Among the lines below, count those with the word "next". Answer with the number only.
##########
#[cfg(test)]
mod tests {
    use super::*;
    use core::hash::{BuildHasherDefault, Hasher};
    use std::collections::HashMap;
    use std::sync::Mutex;
    use test_log::test;

    /// Hashes every key to the same constant.
    #[derive(Default)]
    struct ConstHasher<const HASH: u64>;

    impl<const HASH: u64> Hasher for ConstHasher<HASH> {
        fn finish(&self) -> u64 {
            HASH
        }

        fn write(&mut self, _bytes: &[u8]) {}
    }

    type MinIntState = BuildHasherDefault<ConstHasher<{ 1 << 63 }>>;
    type MaxState = BuildHasherDefault<ConstHasher<{ u64::MAX }>>;

    fn pairs<K, V, S>(table: &ChainedHashTable<K, V, S>) -> HashMap<K, V>
    where
        K: Clone + Hash + Eq,
        V: Clone,
    {
        table
            .iter()
            .map(|pair| (pair.key().clone(), pair.value().clone()))
            .collect()
    }

    #[test]
    fn test_new_table_is_empty() {
        let table: ChainedHashTable<String, i32> = ChainedHashTable::new();
        assert_eq!(table.len(), 0);
        assert!(table.is_empty());
        assert_eq!(table.capacity(), DEFAULT_CAPACITY);
        assert_eq!(table.iter().next(), None);
    }

    #[test]
    fn test_set_get_overwrite() {
        let mut table = ChainedHashTable::new();
        assert_eq!(table.set("k".to_string(), 1), None);
        assert_eq!(table.get("k"), Ok(&1));
        assert_eq!(table.set("k".to_string(), 2), Some(1));
        assert_eq!(table.get("k"), Ok(&2));
        assert_eq!(table.len(), 1);
    }

    #[test]
    fn test_get_missing_key_fails() {
        let mut table: ChainedHashTable<i32, &str> = ChainedHashTable::new();
        assert_eq!(table.get(&7), Err(KeyNotFound));
        table.set(3, "three");
        assert_eq!(table.get(&7), Err(KeyNotFound));
        assert!(!table.contains_key(&7));
        assert!(table.contains_key(&3));
    }

    #[test]
    fn test_get_mut_updates_in_place() {
        let mut table = ChainedHashTable::new();
        table.set("count", 1);
        *table.get_mut("count").unwrap() += 41;
        assert_eq!(table.get("count"), Ok(&42));
        assert_eq!(table.get_mut("missing"), Err(KeyNotFound));
    }

    #[test]
    fn test_remove_twice() {
        let mut table: ChainedHashTable<i32, char> = ChainedHashTable::new();
        table.set(1, 'a');
        assert_eq!(table.remove(&1), Some('a'));
        assert_eq!(table.get(&1), Err(KeyNotFound));
        assert_eq!(table.remove(&1), None);
        assert_eq!(table.len(), 0);
    }

    #[test]
    fn test_expansion_threshold() {
        let mut table: ChainedHashTable<i32, i32> = ChainedHashTable::new();
        // 10 buckets hold up to 5 pairs plus the one inserted at the threshold.
        for key in 0..6 {
            table.set(key, key);
        }
        assert_eq!(table.capacity(), DEFAULT_CAPACITY);

        table.set(6, 6);
        assert!(table.capacity() >= 2 * DEFAULT_CAPACITY);
        assert!(table.capacity() < 2 * DEFAULT_CAPACITY + EXPANSION_JITTER);
        assert_eq!(table.len(), 7);
    }

    #[test]
    fn test_expand_preserves_pairs_and_size() {
        let mut table = ChainedHashTable::new();
        for key in 0..5 {
            table.set(format!("key{key}"), key);
        }
        let before = pairs(&table);

        table.expand();

        assert!(table.capacity() >= 2 * DEFAULT_CAPACITY);
        assert_eq!(table.len(), 5);
        assert_eq!(pairs(&table), before);
    }

    #[test]
    fn test_every_key_sits_in_its_slot() {
        let mut table: ChainedHashTable<i32, i32> = ChainedHashTable::new();
        for key in 0..200 {
            table.set(key, key * 2);
        }
        for (index, chain) in table.buckets.iter().enumerate() {
            for pair in chain {
                assert_eq!(table.find(pair.key()), index);
            }
        }
        let chained: usize = table.buckets.iter().map(Vec::len).sum();
        assert_eq!(chained, table.len());
    }

    #[test]
    fn test_clear_is_idempotent() {
        let mut table: ChainedHashTable<i32, ()> = ChainedHashTable::new();
        for key in 0..50 {
            table.set(key, ());
        }
        table.clear();
        assert_eq!(table.len(), 0);
        assert_eq!(table.capacity(), DEFAULT_CAPACITY);
        table.clear();
        assert_eq!(table.len(), 0);
        assert_eq!(table.capacity(), DEFAULT_CAPACITY);
        assert_eq!(table.get(&3), Err(KeyNotFound));
    }

    #[test]
    fn test_slot_index_extreme_hashes() {
        let min_int_hash = i64::MIN as u64;
        assert_eq!(min_int_hash, 1 << 63);
        assert_eq!(slot_index(min_int_hash, 10), 8);
        assert_eq!(slot_index(u64::MAX, 10), 5);
        for capacity in [1, 7, 10, 29, 61] {
            assert!(slot_index(min_int_hash, capacity) < capacity);
            assert!(slot_index(u64::MAX, capacity) < capacity);
        }
    }

    #[test]
    fn test_min_int_hash_collisions_share_one_chain() {
        let mut table: ChainedHashTable<i32, i32, _> =
            ChainedHashTable::with_hasher(MinIntState::default());
        for key in 0..4 {
            table.set(key, key * 10);
        }
        assert_eq!(table.buckets[8].len(), 4);
        for key in 0..4 {
            assert_eq!(table.get(&key), Ok(&(key * 10)));
        }
        assert_eq!(table.remove(&2), Some(20));
        assert_eq!(table.buckets[8].len(), 3);
        let keys: Vec<_> = table.keys().copied().collect();
        assert_eq!(keys, vec![0, 1, 3]);
    }

    #[test]
    fn test_max_hash_survives_expansion() {
        let mut table: ChainedHashTable<i32, i32, _> =
            ChainedHashTable::with_hasher(MaxState::default());
        for key in 0..30 {
            table.set(key, key);
        }
        assert_eq!(table.len(), 30);
        let index = slot_index(u64::MAX, table.capacity());
        assert_eq!(table.buckets[index].len(), 30);
    }

    #[test]
    fn test_iterator_has_exact_size_and_fuses() {
        let mut table: ChainedHashTable<i32, ()> = ChainedHashTable::new();
        for key in 0..12 {
            table.set(key, ());
        }
        let mut iter = table.iter();
        assert_eq!(iter.len(), 12);
        for expected in (0..12).rev() {
            assert!(iter.next().is_some());
            assert_eq!(iter.len(), expected);
        }
        assert_eq!(iter.next(), None);
        assert_eq!(iter.next(), None);
    }

    #[test]
    fn test_keys_and_values_follow_iteration_order() {
        let table: ChainedHashTable<i32, i32> = (0..8).map(|k| (k, k + 100)).collect();
        let keys: Vec<_> = table.keys().copied().collect();
        let values: Vec<_> = table.values().copied().collect();
        let projected: Vec<_> = keys.iter().map(|k| k + 100).collect();
        assert_eq!(values, projected);
    }

    #[test]
    fn test_equality_ignores_layout() {
        let mut left: ChainedHashTable<i32, String> = ChainedHashTable::new();
        let mut right: ChainedHashTable<i32, String> = ChainedHashTable::new();
        for key in 0..20 {
            left.set(key, key.to_string());
        }
        for key in (0..20).rev() {
            right.set(key, key.to_string());
        }
        assert_eq!(left, right);

        right.set(5, "five".to_string());
        assert_ne!(left, right);
        right.set(5, "5".to_string());
        right.remove(&0);
        assert_ne!(left, right);
    }

    #[test]
    fn test_dump_lists_every_pair() {
        let mut table = ChainedHashTable::with_hasher(MinIntState::default());
        table.set("a", 1);
        table.set("b", 2);

        let mut out = Vec::new();
        table.dump(&mut out).unwrap();
        let text = String::from_utf8(out).unwrap();
        let hash = 1u64 << 63;
        assert_eq!(
            text,
            format!("Capacity: 10, Size: 2\n  8: <a({hash}):1>\n  8: <b({hash}):2>\n")
        );
    }

    #[test]
    fn test_reporter_sees_expansion_and_basic_calls() {
        let messages = Arc::new(Mutex::new(Vec::new()));
        let sink = Arc::clone(&messages);
        let mut table: ChainedHashTable<i32, i32, _> =
            ChainedHashTable::with_hasher(MinIntState::default())
                .with_reporter(move |message: &str| sink.lock().unwrap().push(message.to_string()));

        for key in 0..7 {
            table.set(key, key);
        }
        {
            let seen = messages.lock().unwrap();
            assert_eq!(seen.len(), 1);
            assert!(seen[0].starts_with("Expanding to "));
        }

        table.report_basic_calls(true);
        table.set(100, 0);
        let _ = table.get(&999);
        table.remove(&100);

        let seen = messages.lock().unwrap();
        let index = slot_index(1 << 63, table.capacity());
        assert_eq!(
            seen[1..],
            [
                format!("adding entry to bucket {index}"),
                format!("get failed in bucket {index}"),
                format!("removing entry from bucket {index}"),
            ]
        );
    }

    #[test]
    fn test_debug_renders_as_map() {
        let mut table = ChainedHashTable::new();
        table.set("only", 1);
        assert_eq!(format!("{table:?}"), r#"{"only": 1}"#);
    }
}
##########
● OUTPUT OF THE TASK: 4